Conflict of Laws
Professor Chuck Willey
This subject was on the July 2009 Montana Bar Exam, and is eligible to be on future Bar Exams. It deals with the actions and transactions of an increasingly mobile population which involve the laws of two or more jurisdictions. It covers both the Restatement and the other major analytical systems for determining whose law applies. In this multi-jurisdictional context it ties together and applies many other subject areas, including torts, insurance law, contracts, transactions involving both real estate and personal property, jurisdictional requirements, constitutional constraints, Indian law and the conflicts between state and tribal courts, conflicts between state and federal jurisdiction, family law (dissolution and child custody and visitation), estate-related law (wills, trusts and probate), and workers compensation.

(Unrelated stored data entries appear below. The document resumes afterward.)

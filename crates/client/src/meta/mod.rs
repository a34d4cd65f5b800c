//! Social preview image discovery.
//!
//! Pages advertise preview images through Open Graph, Twitter card,
//! `link rel="image_src"` and schema.org-style tags. Every mention of a URL
//! adds to that URL's weight; the heaviest candidate wins, with declared
//! area and then document order breaking ties.

pub mod score;
pub mod tags;

use std::collections::HashMap;
use std::fmt;

use url::Url;

use score::{
    ITEM_WEIGHT, LARGE_CARD_BONUS, LINK_WEIGHT, OG_WEIGHT, SECURE_BONUS, SVG_TYPE_PENALTY, TWITTER_WEIGHT,
    mention_weight, parse_dimension, size_bonus,
};
use tags::{link_tags, meta_tags};

const OG_URL_KEYS: &[&str] = &["og:image", "og:image:url", "og:image:secure_url"];
const TWITTER_URL_KEYS: &[&str] =
    &["twitter:image", "twitter:image:src", "twitter:image:url", "twitter:image:secure_url"];
const ITEM_KEYS: &[&str] = &["image", "thumbnailurl", "thumbnail"];

/// Which kind of tag first declared a candidate.
#[derive(Debug, Clone, Copy, PartialEq, Eq)]
pub enum ImageSource {
    Og,
    Twitter,
    Link,
    Itemprop,
    Name,
}

impl ImageSource {
    pub fn as_str(&self) -> &'static str {
        match self {
            ImageSource::Og => "og",
            ImageSource::Twitter => "twitter",
            ImageSource::Link => "link",
            ImageSource::Itemprop => "itemprop",
            ImageSource::Name => "name",
        }
    }
}

impl fmt::Display for ImageSource {
    fn fmt(&self, f: &mut fmt::Formatter<'_>) -> fmt::Result {
        f.write_str(self.as_str())
    }
}

/// A candidate preview image.
#[derive(Debug, Clone, PartialEq)]
pub struct ImageCandidate {
    pub url: Url,
    pub source: ImageSource,
    pub weight: i32,
    /// Declared width, 0 when unknown.
    pub width: u32,
    /// Declared height, 0 when unknown.
    pub height: u32,
}

impl ImageCandidate {
    pub fn area(&self) -> u64 {
        u64::from(self.width) * u64::from(self.height)
    }

    /// `WxH` when both dimensions were declared.
    pub fn size_label(&self) -> Option<String> {
        (self.width > 0 && self.height > 0).then(|| format!("{}x{}", self.width, self.height))
    }
}

/// Candidates in first-seen order, keyed by absolute URL.
#[derive(Default)]
struct Candidates {
    items: Vec<ImageCandidate>,
    index: HashMap<String, usize>,
}

impl Candidates {
    /// Record one mention of `raw`. Returns the candidate's index, or `None`
    /// when the URL cannot be resolved to http(s).
    fn mention(&mut self, raw: Option<&str>, page: &Url, source: ImageSource, base: i32) -> Option<usize> {
        let raw = raw?.trim();
        if raw.is_empty() {
            return None;
        }
        let url = page.join(raw).ok()?;
        if !matches!(url.scheme(), "http" | "https") {
            return None;
        }

        let added = mention_weight(base, &url);
        let key = url.as_str().to_string();
        let idx = match self.index.get(&key) {
            Some(&idx) => idx,
            None => {
                self.items.push(ImageCandidate { url, source, weight: 0, width: 0, height: 0 });
                self.index.insert(key, self.items.len() - 1);
                self.items.len() - 1
            }
        };
        self.items[idx].weight += added;
        Some(idx)
    }

    fn get_mut(&mut self, idx: Option<usize>) -> Option<&mut ImageCandidate> {
        idx.and_then(|i| self.items.get_mut(i))
    }

    /// Apply size bonuses and pick the winner.
    fn into_best(mut self) -> Option<ImageCandidate> {
        for c in &mut self.items {
            c.weight += size_bonus(c.width, c.height);
        }
        let mut best: Option<ImageCandidate> = None;
        for c in self.items {
            let better = match &best {
                None => true,
                Some(b) => (c.weight, c.area()) > (b.weight, b.area()),
            };
            if better {
                best = Some(c);
            }
        }
        best
    }
}

/// Choose the best social preview image declared by `html`, resolving
/// relative URLs against `page`.
pub fn find_social_image(html: &str, page: &Url) -> Option<ImageCandidate> {
    let mut candidates = Candidates::default();
    let mut last_og: Option<usize> = None;
    let mut last_twitter: Option<usize> = None;

    for attrs in meta_tags(html) {
        let property = attrs.key("property");
        let name = attrs.key("name");
        let itemprop = attrs.key("itemprop");
        let key = [&property, &name, &itemprop].into_iter().find(|k| !k.is_empty()).cloned().unwrap_or_default();
        if key.is_empty() {
            continue;
        }
        let content = attrs.get("content");
        let secure = if key.contains("secure") { SECURE_BONUS } else { 0 };

        if OG_URL_KEYS.contains(&key.as_str()) {
            if let Some(idx) = candidates.mention(content, page, ImageSource::Og, OG_WEIGHT + secure) {
                last_og = Some(idx);
            }
            continue;
        }

        if TWITTER_URL_KEYS.contains(&key.as_str()) {
            if let Some(idx) = candidates.mention(content, page, ImageSource::Twitter, TWITTER_WEIGHT + secure) {
                last_twitter = Some(idx);
            }
            continue;
        }

        match key.as_str() {
            "og:image:width" => {
                if let (Some(c), Some(v)) = (candidates.get_mut(last_og), content.and_then(parse_dimension)) {
                    c.width = v;
                }
            }
            "og:image:height" => {
                if let (Some(c), Some(v)) = (candidates.get_mut(last_og), content.and_then(parse_dimension)) {
                    c.height = v;
                }
            }
            "og:image:type" => {
                if let Some(c) = candidates.get_mut(last_og)
                    && content.is_some_and(|t| t.to_ascii_lowercase().contains("svg"))
                {
                    c.weight -= SVG_TYPE_PENALTY;
                }
            }
            "twitter:card" => {
                if let Some(c) = candidates.get_mut(last_twitter)
                    && content.is_some_and(|t| t.trim().to_ascii_lowercase().contains("summary_large_image"))
                {
                    c.weight += LARGE_CARD_BONUS;
                }
            }
            k if ITEM_KEYS.contains(&k) => {
                let source = if itemprop.is_empty() { ImageSource::Name } else { ImageSource::Itemprop };
                candidates.mention(content, page, source, ITEM_WEIGHT);
            }
            _ => {}
        }
    }

    for attrs in link_tags(html) {
        if attrs.key("rel").contains("image_src") {
            candidates.mention(attrs.get("href"), page, ImageSource::Link, LINK_WEIGHT);
        }
    }

    candidates.into_best()
}

#[cfg(test)]
mod tests {
    use super::*;

    fn page() -> Url {
        Url::parse("https://site.dev/posts/1").unwrap()
    }

    fn best(html: &str) -> ImageCandidate {
        find_social_image(html, &page()).unwrap()
    }

    #[test]
    fn test_no_candidates() {
        assert_eq!(find_social_image("<html><head><title>x</title></head></html>", &page()), None);
        assert_eq!(find_social_image(r#"<meta property="og:image" content="data:image/png;base64,AA">"#, &page()), None);
    }

    #[test]
    fn test_og_beats_twitter_at_equal_area() {
        let html = r#"
            <meta name="twitter:image" content="https://cdn.site.dev/tw.png">
            <meta property="og:image" content="https://cdn.site.dev/og.png">
        "#;
        let c = best(html);
        assert_eq!(c.url.as_str(), "https://cdn.site.dev/og.png");
        assert_eq!(c.source, ImageSource::Og);
        assert_eq!(c.weight, 105);
    }

    #[test]
    fn test_equal_weight_keeps_first_seen() {
        let og = r#"<meta property="og:image" content="https://cdn.site.dev/logo.svg">"#;
        let twitter = r#"<meta name="twitter:image" content="https://cdn.site.dev/card.jpg">"#;

        let c = best(&format!("{og}{twitter}"));
        assert_eq!(c.url.as_str(), "https://cdn.site.dev/logo.svg");
        assert_eq!(c.source, ImageSource::Og);
        assert_eq!(c.weight, 95);

        let c = best(&format!("{twitter}{og}"));
        assert_eq!(c.url.as_str(), "https://cdn.site.dev/card.jpg");
        assert_eq!(c.source, ImageSource::Twitter);
        assert_eq!(c.weight, 95);
    }

    #[test]
    fn test_svg_og_loses_to_twitter_jpg() {
        let html = r#"
            <meta property="og:image" content="https://cdn.site.dev/logo.svg">
            <meta property="og:image:type" content="image/svg+xml">
            <meta name="twitter:image" content="https://cdn.site.dev/card.jpg">
        "#;
        let c = best(html);
        assert_eq!(c.url.as_str(), "https://cdn.site.dev/card.jpg");
        assert_eq!(c.source, ImageSource::Twitter);
    }

    #[test]
    fn test_relative_url_and_declared_size() {
        let html = r#"
            <meta property="og:image" content="/img/cover.png">
            <meta property="og:image:width" content="1200">
            <meta property="og:image:height" content="630">
        "#;
        let c = best(html);
        assert_eq!(c.url.as_str(), "https://site.dev/img/cover.png");
        assert_eq!((c.width, c.height), (1200, 630));
        assert_eq!(c.size_label().as_deref(), Some("1200x630"));
        assert_eq!(c.weight, 105 + 10);
    }

    #[test]
    fn test_repeated_mentions_accumulate() {
        let html = r#"
            <meta property="og:image" content="https://cdn.site.dev/a.png">
            <meta name="twitter:image" content="https://cdn.site.dev/b.png">
            <meta name="twitter:image:src" content="https://cdn.site.dev/b.png">
        "#;
        let c = best(html);
        assert_eq!(c.url.as_str(), "https://cdn.site.dev/b.png");
        assert_eq!(c.source, ImageSource::Twitter);
        assert_eq!(c.weight, 2 * 95);
    }

    #[test]
    fn test_secure_url_bonus() {
        let html = r#"
            <meta property="og:image" content="https://cdn.site.dev/a.png">
            <meta property="og:image:secure_url" content="https://cdn.site.dev/b.png">
        "#;
        assert_eq!(best(html).url.as_str(), "https://cdn.site.dev/b.png");
    }

    #[test]
    fn test_large_card_bonus_applies_to_last_twitter() {
        let html = r#"
            <meta property="og:image" content="http://cdn.site.dev/a">
            <meta name="twitter:image" content="https://cdn.site.dev/b.png">
            <meta name="twitter:card" content="summary_large_image">
        "#;
        let c = best(html);
        assert_eq!(c.url.as_str(), "https://cdn.site.dev/b.png");
        assert_eq!(c.weight, 95 + 6);
    }

    #[test]
    fn test_area_breaks_weight_tie() {
        let html = r#"
            <meta property="og:image" content="https://cdn.site.dev/y">
            <meta property="og:image" content="http://cdn.site.dev/x">
            <meta property="og:image:width" content="600">
            <meta property="og:image:height" content="315">
        "#;
        // y: 100 + 1 (https); x: 100 + 1 (size). Equal weight, x declares an area.
        let c = best(html);
        assert_eq!(c.url.as_str(), "http://cdn.site.dev/x");
        assert_eq!(c.weight, 101);
    }

    #[test]
    fn test_first_seen_breaks_full_tie() {
        let html = r#"
            <meta property="og:image" content="https://cdn.site.dev/first.png">
            <meta property="og:image" content="https://cdn.site.dev/second.png">
        "#;
        assert_eq!(best(html).url.as_str(), "https://cdn.site.dev/first.png");
    }

    #[test]
    fn test_link_and_item_sources() {
        let html = r#"
            <link rel="image_src" href="https://cdn.site.dev/link.png">
            <meta itemprop="image" content="https://cdn.site.dev/item.png">
        "#;
        let c = best(html);
        assert_eq!(c.source, ImageSource::Link);
        assert_eq!(c.weight, 85);

        let c = best(r#"<meta name="thumbnail" content="https://cdn.site.dev/t.png">"#);
        assert_eq!(c.source, ImageSource::Name);
        let c = best(r#"<meta itemprop="thumbnailUrl" content="https://cdn.site.dev/t.png">"#);
        assert_eq!(c.source, ImageSource::Itemprop);
    }

    #[test]
    fn test_source_is_first_mention() {
        let html = r#"
            <meta name="twitter:image" content="https://cdn.site.dev/x.png">
            <meta property="og:image" content="https://cdn.site.dev/x.png">
        "#;
        assert_eq!(best(html).source, ImageSource::Twitter);
    }
}
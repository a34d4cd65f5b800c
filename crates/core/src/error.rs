//! Unified storage and configuration-level errors for capcache.
//!
//! Request-facing failures (preflight, render, not-found) live in the server's
//! `CaptureError`; this type only covers what the core crate itself can fail on.

use tokio_rusqlite::rusqlite;

/// Unified error types for the capcache core.
#[derive(Debug, thiserror::Error)]
pub enum Error {
    /// Database operation failed.
    #[error("CACHE_ERROR: {0}")]
    Database(tokio_rusqlite::Error),

    /// Migration failed to apply.
    #[error("CACHE_ERROR: migration failed: {0}")]
    MigrationFailed(String),
}

impl From<tokio_rusqlite::Error<Error>> for Error {
    fn from(err: tokio_rusqlite::Error<Error>) -> Self {
        match err {
            tokio_rusqlite::Error::Error(e) => e,
            tokio_rusqlite::Error::ConnectionClosed => Error::Database(tokio_rusqlite::Error::ConnectionClosed),
            tokio_rusqlite::Error::Close(c) => Error::Database(tokio_rusqlite::Error::Close(c)),
            _ => Error::Database(tokio_rusqlite::Error::ConnectionClosed),
        }
    }
}

impl From<tokio_rusqlite::Error<rusqlite::Error>> for Error {
    fn from(err: tokio_rusqlite::Error<rusqlite::Error>) -> Self {
        Error::Database(err)
    }
}

impl From<rusqlite::Error> for Error {
    fn from(err: rusqlite::Error) -> Self {
        Error::Database(tokio_rusqlite::Error::Error(err))
    }
}

#[cfg(test)]
mod tests {
    use super::*;

    #[test]
    fn test_error_display() {
        let err = Error::MigrationFailed("bad version".to_string());
        assert_eq!(err.to_string(), "CACHE_ERROR: migration failed: bad version");
    }

    #[test]
    fn test_rusqlite_error_wraps_as_database() {
        let err: Error = rusqlite::Error::QueryReturnedNoRows.into();
        assert!(matches!(err, Error::Database(_)));
        assert!(err.to_string().starts_with("CACHE_ERROR"));
    }
}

Examples include: an auto accident in Montana involving both Montana residents and residents of another state who were insured in another state; (The Montana and North Dakota Supreme Courts recently issued diametrically opposed opinions on the same set of facts in this context); crimes and commercial transactions between Indians and non-Indians, both on and off-reservation; conflicts between a Montana trial court and an out-of-state Bankruptcy Court; transactions in which Montana land, or equipment to be used in Montana, is financed out-of-state; a deficiency judgment obtained upon a foreclosure of a Montana mortgage which is sought to be enforced in another state; an Oregon insurance company providing workers' compensation insurance seeking to capture part of the employee's recovery for a truck driver's injury occurring in Montana; a dispute between a Montana probate personal representative and an out-of-state decedent or trustee; or a dispute between citizens of State A and State B concerning the validity of a divorce, child custody or visitation. The course will cover national, international and Montana cases.